- Exercise brief
For the material below, return exactly the lines starting at the one holding "(gap too small)" and ending at the one holding "through another index", counting both as part of the range.

----- Records for the exercise

//! Fractional order calculation for drag/drop reordering
//!
//! The computed value is always strictly between its two bounding neighbors
//! (or strictly beyond the nearest neighbor at a list boundary), so a total
//! order is preserved without rewriting other siblings. Repeated insertion
//! between the same two neighbors halves the available gap each time;
//! [`OrderCalculator::needs_rebalancing`] detects when a sibling list has
//! run out of precision and [`OrderCalculator::rebalance`] produces evenly
//! spaced replacement orders.

/// Where a dragged item lands relative to the drop target
#[derive(Debug, Clone, Copy, PartialEq, Eq)]
pub enum DropPosition {
    /// Insert immediately before the target sibling
    Before,
    /// Insert immediately after the target sibling
    After,
    /// Drop into the target folder, before its first child
    Inside,
}

/// Minimum usable gap between adjacent sibling orders
pub const PRECISION_THRESHOLD: f64 = 0.0001;

/// Calculates the fractional order for inserting a node among siblings
pub struct OrderCalculator;

impl OrderCalculator {
    /// Calculate the order value for an item dropped at `position`.
    ///
    /// `orders` is the ordered list of sibling order values (each defaulting
    /// to 0 where unset); for `Before`/`After` it is the target's sibling
    /// list and `target_index` locates the target within it, for `Inside`
    /// it is the target folder's children and `target_index` is ignored.
    ///
    /// # Examples
    ///
    /// ```rust
    /// use codex_core::ordering::{DropPosition, OrderCalculator};
    ///
    /// // Between two siblings
    /// let order = OrderCalculator::calculate_order(DropPosition::After, 0, &[1.0, 2.0]);
    /// assert_eq!(order, 1.5);
    ///
    /// // Into an empty folder
    /// let order = OrderCalculator::calculate_order(DropPosition::Inside, 0, &[]);
    /// assert_eq!(order, 0.0);
    /// ```
    pub fn calculate_order(position: DropPosition, target_index: usize, orders: &[f64]) -> f64 {
        let target = orders.get(target_index).copied().unwrap_or(0.0);
        match position {
            DropPosition::Before => {
                if target_index == 0 {
                    target - 1.0
                } else {
                    (target + orders[target_index - 1]) / 2.0
                }
            }
            DropPosition::After => match orders.get(target_index + 1) {
                Some(next) => (target + next) / 2.0,
                None => target + 1.0,
            },
            DropPosition::Inside => orders.first().map(|first| first - 1.0).unwrap_or(0.0),
        }
    }

    /// Check if a sibling list has run out of precision (gap too small)
    pub fn needs_rebalancing(orders: &[f64]) -> bool {
        orders
            .windows(2)
            .any(|pair| pair[1] - pair[0] < PRECISION_THRESHOLD)
    }

    /// Evenly spaced replacement orders for a sibling list of `count` items
    ///
    /// # Example
    /// Input list orders: `[1.0, 1.0001, 1.0002, 1.0003]`
    /// Output: `[1.0, 2.0, 3.0, 4.0]`
    pub fn rebalance(count: usize) -> Vec<f64> {
        (1..=count).map(|i| i as f64).collect()
    }
}
//! Engine Error Types
//!
//! Structural errors on the *root* document of an operation abort the whole
//! operation and surface as `Err`. Everything else is per-item: caught,
//! rendered into the result's `errors` list, and never allowed to abort
//! sibling processing.

use std::path::PathBuf;
use thiserror::Error;

use crate::store::StoreError;

/// Errors raised by the explode/implode/index-resolution services
#[derive(Error, Debug)]
pub enum EngineError {
    /// Root document could not be read or parsed
    #[error(transparent)]
    Store(#[from] StoreError),

    /// Document parsed but is structurally unusable (wrong kind, missing
    /// `children`, ...)
    #[error("Invalid document structure in {path}: {message}")]
    Structure { path: PathBuf, message: String },

    /// Output target already exists and `force` was not set
    #[error("Output already exists: {path}")]
    OutputExists { path: PathBuf },

    /// A sub-index includes itself, directly or through another index
    #[error("Circular reference: {context}")]
    CircularReference { context: String },

    /// An include stub's target is missing or not a usable document
    #[error("Unresolved include '{include}': {reason}")]
    UnresolvedInclude { include: String, reason: String },

    /// An include target escapes the owning document's root
    #[error("Include target escapes the document root: {path}")]
    PathEscape { path: PathBuf },
}

impl EngineError {
    /// Create a structure error
    pub fn structure(path: impl Into<PathBuf>, message: impl Into<String>) -> Self {
        Self::Structure {
            path: path.into(),
            message: message.into(),
        }
    }

    /// Create an output-exists error
    pub fn output_exists(path: impl Into<PathBuf>) -> Self {
        Self::OutputExists { path: path.into() }
    }

    /// Create a circular reference error
    pub fn circular_reference(context: impl Into<String>) -> Self {
        Self::CircularReference {
            context: context.into(),
        }
    }

    /// Create an unresolved include error
    pub fn unresolved_include(include: impl Into<String>, reason: impl Into<String>) -> Self {
        Self::UnresolvedInclude {
            include: include.into(),
            reason: reason.into(),
        }
    }

    /// Create a path escape error
    pub fn path_escape(path: impl Into<PathBuf>) -> Self {
        Self::PathEscape { path: path.into() }
    }
}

----------

- Answer box
    /// Check if a sibling list has run out of precision (gap too small)
    pub fn needs_rebalancing(orders: &[f64]) -> bool {
        orders
            .windows(2)
            .any(|pair| pair[1] - pair[0] < PRECISION_THRESHOLD)
    }

    /// Evenly spaced replacement orders for a sibling list of `count` items
    ///
    /// # Example
    /// Input list orders: `[1.0, 1.0001, 1.0002, 1.0003]`
    /// Output: `[1.0, 2.0, 3.0, 4.0]`
    pub fn rebalance(count: usize) -> Vec<f64> {
        (1..=count).map(|i| i as f64).collect()
    }
}
//! Engine Error Types
//!
//! Structural errors on the *root* document of an operation abort the whole
//! operation and surface as `Err`. Everything else is per-item: caught,
//! rendered into the result's `errors` list, and never allowed to abort
//! sibling processing.

use std::path::PathBuf;
use thiserror::Error;

use crate::store::StoreError;

/// Errors raised by the explode/implode/index-resolution services
#[derive(Error, Debug)]
pub enum EngineError {
    /// Root document could not be read or parsed
    #[error(transparent)]
    Store(#[from] StoreError),

    /// Document parsed but is structurally unusable (wrong kind, missing
    /// `children`, ...)
    #[error("Invalid document structure in {path}: {message}")]
    Structure { path: PathBuf, message: String },

    /// Output target already exists and `force` was not set
    #[error("Output already exists: {path}")]
    OutputExists { path: PathBuf },

    /// A sub-index includes itself, directly or through another index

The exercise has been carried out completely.